11 Out, 2018

Marcelo pede mais atenção e mais investimento orçamental na saúde mental

No âmbito do Dia Mundial da Saúde Mental, assinalado na quarta-feira, o Presidente da República, Marcelo Rebelo de Sousa, apelou aos portugueses e aos políticos para que olhem mais para a saúde mental e defendeu que deve haver maior investimento orçamental neste domínio.

“Não estou a pensar no Orçamento [do Estado para 2019] que está praticamente feito – também é importante que, de orçamento para orçamento, se aumente o investimento em saúde mental, é importante -, mas estou sobretudo a pensar nos orçamentos dos anos futuros”, ressalvou.

No Dia Mundial da Saúde Mental, Marcelo Rebelo de Sousa visitou Unidade de Pedopsiquiatria do Hospital Fernando Fonseca, que acompanhou, no último ano, cerca de 600 crianças e jovens, e lançou “um apelo duplo”, declarando que “Portugal não pode continuar a ser dos países nomeadamente da Europa com piores indicadores” nesta matéria.

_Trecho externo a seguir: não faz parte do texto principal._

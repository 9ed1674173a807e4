//! Typed topics: event names bound to a single payload type.

use std::any::{Any, type_name};
use std::borrow::Cow;
use std::collections::HashMap;
use std::fmt;
use std::marker::PhantomData;
use std::sync::{Arc, PoisonError, RwLock};

use tracing::debug;

use crate::error::{EventError, EventResult};
use crate::registry::EventRegistry;
use crate::subscriber::{Callback, DeliveryPolicy, SubscriberId};
use crate::subscription::Subscription;

/// An event name that carries payloads of type `P`.
///
/// ```rust
/// use herald_events::Topic;
///
/// const FORM_SUBMITTED: Topic<String> = Topic::new("form-submitted");
/// assert_eq!(FORM_SUBMITTED.name(), "form-submitted");
/// ```
pub struct Topic<P> {
    name: Cow<'static, str>,
    _payload: PhantomData<fn(&P)>,
}

impl<P> Topic<P> {
    /// Declare a topic with a static name.
    #[must_use]
    pub const fn new(name: &'static str) -> Self {
        Self {
            name: Cow::Borrowed(name),
            _payload: PhantomData,
        }
    }

    /// Declare a topic with a runtime name.
    #[must_use]
    pub fn named(name: impl Into<String>) -> Self {
        Self {
            name: Cow::Owned(name.into()),
            _payload: PhantomData,
        }
    }

    /// The topic's event name.
    #[must_use]
    pub fn name(&self) -> &str {
        &self.name
    }
}

impl<P> Clone for Topic<P> {
    fn clone(&self) -> Self {
        Self {
            name: self.name.clone(),
            _payload: PhantomData,
        }
    }
}

impl<P> fmt::Debug for Topic<P> {
    fn fmt(&self, f: &mut fmt::Formatter<'_>) -> fmt::Result {
        f.debug_struct("Topic")
            .field("name", &self.name)
            .field("payload", &type_name::<P>())
            .finish()
    }
}

/// A topic's registry, with its payload type erased.
struct Binding {
    payload_type: &'static str,
    registry: Box<dyn Any + Send + Sync>,
}

/// Event bus over typed topics.
///
/// Each topic name is bound to the payload type of the first call that uses
/// it. Later calls with a different payload type fail with
/// [`EventError::PayloadMismatch`] instead of delivering a payload of the
/// wrong shape.
///
/// Like [`EventRegistry`], clones share state.
#[derive(Clone)]
pub struct TopicBus {
    bindings: Arc<RwLock<HashMap<String, Binding>>>,
    policy: DeliveryPolicy,
}

impl Default for TopicBus {
    fn default() -> Self {
        Self::new()
    }
}

impl fmt::Debug for TopicBus {
    fn fmt(&self, f: &mut fmt::Formatter<'_>) -> fmt::Result {
        f.debug_struct("TopicBus")
            .field("topics", &self.topics())
            .field("policy", &self.policy)
            .finish()
    }
}

impl TopicBus {
    /// Create a bus whose topic registries let subscriber panics propagate.
    #[must_use]
    pub fn new() -> Self {
        Self::with_policy(DeliveryPolicy::default())
    }

    /// Create a bus whose topic registries use `policy`.
    #[must_use]
    pub fn with_policy(policy: DeliveryPolicy) -> Self {
        Self {
            bindings: Arc::new(RwLock::new(HashMap::new())),
            policy,
        }
    }

    /// Delivery policy shared by every topic.
    #[must_use]
    pub fn policy(&self) -> DeliveryPolicy {
        self.policy
    }

    /// The registry behind `topic`, binding the topic if it is new.
    ///
    /// # Errors
    ///
    /// Returns [`EventError::PayloadMismatch`] if the topic is bound to a
    /// different payload type.
    pub fn registry<P: Send + Sync + 'static>(
        &self,
        topic: &Topic<P>,
    ) -> EventResult<EventRegistry<P>> {
        let mut bindings = self
            .bindings
            .write()
            .unwrap_or_else(PoisonError::into_inner);
        let binding = bindings.entry(topic.name().to_owned()).or_insert_with(|| {
            debug!(topic = topic.name(), payload = type_name::<P>(), "Topic bound");
            Binding {
                payload_type: type_name::<P>(),
                registry: Box::new(EventRegistry::<P>::with_policy(self.policy)),
            }
        });
        downcast(topic, binding)
    }

    /// The registry behind `topic` if it has been bound.
    fn lookup<P: Send + Sync + 'static>(
        &self,
        topic: &Topic<P>,
    ) -> EventResult<Option<EventRegistry<P>>> {
        let bindings = self
            .bindings
            .read()
            .unwrap_or_else(PoisonError::into_inner);
        bindings
            .get(topic.name())
            .map(|binding| downcast(topic, binding))
            .transpose()
    }

    /// Register `callback` on `topic`.
    ///
    /// # Errors
    ///
    /// Returns [`EventError::PayloadMismatch`] if the topic is bound to a
    /// different payload type.
    pub fn subscribe<P: Send + Sync + 'static>(
        &self,
        topic: &Topic<P>,
        callback: Callback<P>,
    ) -> EventResult<SubscriberId> {
        Ok(self.registry(topic)?.subscribe(topic.name(), callback))
    }

    /// Register a closure on `topic` and return its removable handle.
    ///
    /// # Errors
    ///
    /// Returns [`EventError::PayloadMismatch`] if the topic is bound to a
    /// different payload type.
    pub fn subscribe_fn<P, F>(&self, topic: &Topic<P>, f: F) -> EventResult<Callback<P>>
    where
        P: Send + Sync + 'static,
        F: Fn(&P) + Send + Sync + 'static,
    {
        Ok(self.registry(topic)?.subscribe_fn(topic.name(), f))
    }

    /// Register a closure that fires on the next publish of `topic` only.
    ///
    /// # Errors
    ///
    /// Returns [`EventError::PayloadMismatch`] if the topic is bound to a
    /// different payload type.
    pub fn subscribe_once<P, F>(&self, topic: &Topic<P>, f: F) -> EventResult<SubscriberId>
    where
        P: Send + Sync + 'static,
        F: FnOnce(&P) + Send + 'static,
    {
        Ok(self.registry(topic)?.subscribe_once(topic.name(), f))
    }

    /// Register `callback` on `topic` for the lifetime of the returned guard.
    ///
    /// # Errors
    ///
    /// Returns [`EventError::PayloadMismatch`] if the topic is bound to a
    /// different payload type.
    pub fn subscribe_scoped<P: Send + Sync + 'static>(
        &self,
        topic: &Topic<P>,
        callback: Callback<P>,
    ) -> EventResult<Subscription<P>> {
        Ok(self.registry(topic)?.subscribe_scoped(topic.name(), callback))
    }

    /// Remove the first registration of `callback` on `topic`.
    ///
    /// # Errors
    ///
    /// Returns [`EventError::PayloadMismatch`] if the topic is bound to a
    /// different payload type.
    pub fn unsubscribe<P: Send + Sync + 'static>(
        &self,
        topic: &Topic<P>,
        callback: &Callback<P>,
    ) -> EventResult<bool> {
        Ok(self
            .lookup(topic)?
            .is_some_and(|registry| registry.unsubscribe(topic.name(), callback)))
    }

    /// Publish `payload` on `topic`. Unbound topics have no subscribers.
    ///
    /// # Errors
    ///
    /// Returns [`EventError::PayloadMismatch`] if the topic is bound to a
    /// different payload type.
    pub fn publish<P: Send + Sync + 'static>(
        &self,
        topic: &Topic<P>,
        payload: &P,
    ) -> EventResult<usize> {
        // The bindings lock is released before any callback runs.
        let registry = self.lookup(topic)?;
        Ok(registry.map_or(0, |registry| registry.publish(topic.name(), payload)))
    }

    /// Number of subscribers on `topic`.
    ///
    /// # Errors
    ///
    /// Returns [`EventError::PayloadMismatch`] if the topic is bound to a
    /// different payload type.
    pub fn subscriber_count<P: Send + Sync + 'static>(
        &self,
        topic: &Topic<P>,
    ) -> EventResult<usize> {
        Ok(self
            .lookup(topic)?
            .map_or(0, |registry| registry.subscriber_count(topic.name())))
    }

    /// Names of all bound topics, sorted.
    #[must_use]
    pub fn topics(&self) -> Vec<String> {
        let bindings = self
            .bindings
            .read()
            .unwrap_or_else(PoisonError::into_inner);
        let mut names: Vec<String> = bindings.keys().cloned().collect();
        names.sort_unstable();
        names
    }
}

fn downcast<P: Send + Sync + 'static>(
    topic: &Topic<P>,
    binding: &Binding,
) -> EventResult<EventRegistry<P>> {
    binding
        .registry
        .downcast_ref::<EventRegistry<P>>()
        .cloned()
        .ok_or_else(|| EventError::PayloadMismatch {
            topic: topic.name().to_owned(),
            expected: binding.payload_type,
            found: type_name::<P>(),
        })
}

“O primeiro apelo é aos políticos, todos eles, deste momento e do futuro: que olhem mais para a saúde mental. Eu sei que os recursos são escassos e que há muitos desafios no domínio da saúde, mas a saúde mental é fundamental. É fundamental e quanto mais cedo se começar melhores são os resultados obtidos”, afirmou.

“O segundo apelo é às portuguesas e aos portugueses, porque naturalmente que os políticos darão maior importância se os portugueses derem maior importância”, completou, considerando que “muitas vezes não pensam na saúde mental, acham que não é importante”.

O Presidente da República referiu que “não há uma família portuguesa que não tenha um ou vários problemas de saúde mental, nos mais novos ou nos menos jovens” e encorajou a população a “enfrentar e admitir isto, não ter vergonha de admitir”, com mais movimentos e maior exigência neste domínio. “Eu acho que isto é uma ação de cultura cívica, que já começou, mas que tem sido ainda muito lenta. Precisa de ser mais rápida”, acrescentou.

Marcelo Rebelo de Sousa disse que “um de cada cinco adolescentes tem problemas de saúde mental” e que se não houver uma mudança “haverá cada vez mais crianças e cada vez mais jovens que só são acompanhados tarde de mais”.

“Haverá mais casos na população adulta. E, numa outra faixa, haverá mais casos de pessoas que vivem mais tempo com problemas de saúde mental, com as famílias a não saberem o que fazer nem como fazer e a não haver estruturas de acolhimento e de acompanhamento”, alertou.

Interrogado, depois, se espera um aumento de verbas no próximo Orçamento do Estado, respondeu que estava “sobretudo a pensar nos orçamentos dos anos futuros”. Questionado se é a favor de uma reestruturação do sistema, contrapôs: “Não. Eu defendo, primeiro, que as pessoas tenham consciência do problema. Em segundo lugar, que, portanto, haja maior investimento neste desafio”.

“Em terceiro lugar, que haja uma multiplicação de experiências como esta, que se vão multiplicando, com a colaboração de todos, do Estado, dos municípios, das instituições da sociedade civil, das escolas também, das famílias e da comunidade em geral. Tem de haver. Quanto mais tarde nós olharmos para isto, pior”, advertiu.